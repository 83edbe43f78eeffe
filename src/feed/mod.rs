//! Threat feed parsing and normalization.
//!
//! The feed is a CSV document with a header row and the columns
//! `package, ecosystem, versions, advisories`. Each row may name several
//! compromised versions in one `||`-delimited, bracket and quote wrapped
//! field. Normalization turns the feed into an ordered, deduplicated
//! [`CandidateSet`].
//!
//! # Example
//!
//! ```
//! use artifact_audit::feed::normalize;
//!
//! let feed = "package,type,versions,advisories\n\
//!             \"@foo/bar\",\"npm\",\"[\"\"1.0.0||2.0.0\"\"]\",\"XRAY-1\"\n";
//!
//! let candidates = normalize(feed);
//! let files: Vec<_> = candidates.iter().map(|c| c.filename.as_str()).collect();
//! assert_eq!(files, ["bar-1.0.0.tgz", "bar-2.0.0.tgz"]);
//! ```

pub mod csv;
mod fetch;

pub use fetch::FeedFetcher;

use crate::model::{Candidate, FeedRecord};
use std::collections::HashSet;
use tracing::debug;

/// Delimiter between versions in the version-list column.
const VERSION_DELIMITER: &str = "||";

/// Counters describing what normalization kept and dropped.
#[derive(Debug, Clone, Copy, Default, PartialEq, Eq)]
pub struct NormalizeStats {
    /// Data rows seen, excluding the header.
    pub rows: usize,
    /// Rows skipped for missing columns or an empty package name.
    pub dropped_rows: usize,
    /// Empty tokens in otherwise valid version lists.
    pub dropped_versions: usize,
    pub duplicates: usize,
}

/// Ordered candidates, unique on `(package, version)`.
#[derive(Debug, Clone, Default, PartialEq, Eq)]
pub struct CandidateSet {
    candidates: Vec<Candidate>,
}

impl CandidateSet {
    /// Builds a set from candidates, keeping the first of any duplicates.
    pub fn from_candidates(candidates: impl IntoIterator<Item = Candidate>) -> Self {
        let mut set = Self::default();
        let mut seen = HashSet::new();
        for candidate in candidates {
            if seen.insert((candidate.package.clone(), candidate.version.clone())) {
                set.candidates.push(candidate);
            }
        }
        set
    }

    pub fn len(&self) -> usize {
        self.candidates.len()
    }

    pub fn is_empty(&self) -> bool {
        self.candidates.is_empty()
    }

    pub fn iter(&self) -> std::slice::Iter<'_, Candidate> {
        self.candidates.iter()
    }

    pub fn as_slice(&self) -> &[Candidate] {
        &self.candidates
    }

    /// Keeps only candidates matching the predicate, preserving order.
    pub fn retain(&mut self, f: impl FnMut(&Candidate) -> bool) {
        self.candidates.retain(f);
    }

    /// Renders the set back into one feed record per candidate.
    pub fn to_records(&self) -> Vec<FeedRecord> {
        self.candidates
            .iter()
            .map(|c| FeedRecord::new(&c.package, format!("[\"{}\"]", c.version)))
            .collect()
    }
}

impl<'a> IntoIterator for &'a CandidateSet {
    type Item = &'a Candidate;
    type IntoIter = std::slice::Iter<'a, Candidate>;

    fn into_iter(self) -> Self::IntoIter {
        self.candidates.iter()
    }
}

/// Normalizes raw feed text into candidates.
pub fn normalize(raw_feed: &str) -> CandidateSet {
    normalize_with_stats(raw_feed).0
}

/// Like [`normalize`], also reporting what was dropped.
pub fn normalize_with_stats(raw_feed: &str) -> (CandidateSet, NormalizeStats) {
    let (records, short_rows) = parse_feed(raw_feed);
    let (set, mut stats) = normalize_records(records);
    stats.rows += short_rows;
    stats.dropped_rows += short_rows;
    (set, stats)
}

/// Splits feed text into records, skipping the header.
///
/// Returns the records and the number of rows with too few columns.
pub fn parse_feed(raw_feed: &str) -> (Vec<FeedRecord>, usize) {
    let mut short_rows = 0;
    let mut records = Vec::new();

    for (record, fields) in csv::parse_records(raw_feed).into_iter().enumerate().skip(1) {
        if fields.len() < 3 {
            debug!(record, fields = fields.len(), "Dropping feed row with missing columns");
            short_rows += 1;
            continue;
        }

        let mut fields = fields.into_iter();
        let package = fields.next().unwrap_or_default();
        let ecosystem = fields.next().unwrap_or_default();
        let versions = fields.next().unwrap_or_default();
        let advisories: Vec<String> = fields
            .next()
            .map(|raw| {
                clean(&raw)
                    .split(',')
                    .map(|a| clean(a).to_string())
                    .filter(|a| !a.is_empty())
                    .collect()
            })
            .unwrap_or_default();

        records.push(
            FeedRecord::new(package, versions)
                .with_ecosystem(clean(&ecosystem))
                .with_advisories(advisories),
        );
    }

    (records, short_rows)
}

/// Turns parsed records into candidates.
pub fn normalize_records(
    records: impl IntoIterator<Item = FeedRecord>,
) -> (CandidateSet, NormalizeStats) {
    let mut stats = NormalizeStats::default();
    let mut candidates = Vec::new();

    for record in records {
        stats.rows += 1;

        let package = clean_package(&record.package);
        if package.is_empty() {
            debug!(raw = %record.package, "Dropping feed row with empty package name");
            stats.dropped_rows += 1;
            continue;
        }

        let (versions, empty_tokens) = split_versions(&record.versions);
        stats.dropped_versions += empty_tokens;
        if versions.is_empty() {
            debug!(package = %package, "Dropping feed row with no versions");
            stats.dropped_rows += 1;
            continue;
        }

        for version in versions {
            candidates.push(Candidate::new(package.clone(), version));
        }
    }

    let total = candidates.len();
    let set = CandidateSet::from_candidates(candidates);
    stats.duplicates = total - set.len();

    (set, stats)
}

/// Strips quotes and whitespace from a package identifier. Scopes are kept.
pub fn clean_package(raw: &str) -> String {
    clean(raw).to_string()
}

/// Splits a version-list field into exact version strings.
///
/// Returns the versions in order and the number of empty tokens skipped.
pub fn split_versions(raw: &str) -> (Vec<String>, usize) {
    let inner = raw.trim_matches(|c: char| is_wrapper(c) || c == '[' || c == ']');
    if inner.is_empty() {
        return (Vec::new(), 0);
    }

    let mut empty = 0;
    let versions = inner
        .split(VERSION_DELIMITER)
        .filter_map(|token| {
            let token = clean(token);
            if token.is_empty() {
                empty += 1;
                None
            } else {
                Some(token.to_string())
            }
        })
        .collect();

    (versions, empty)
}

fn clean(raw: &str) -> &str {
    raw.trim_matches(is_wrapper)
}

fn is_wrapper(c: char) -> bool {
    c == '"' || c == '\'' || c.is_whitespace()
}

.....

● Work to complete: Copy out each line carrying the string "Dropping" from the data.

● Result of this task:
            debug!(record, fields = fields.len(), "Dropping feed row with missing columns");
            debug!(raw = %record.package, "Dropping feed row with empty package name");
            debug!(package = %package, "Dropping feed row with no versions");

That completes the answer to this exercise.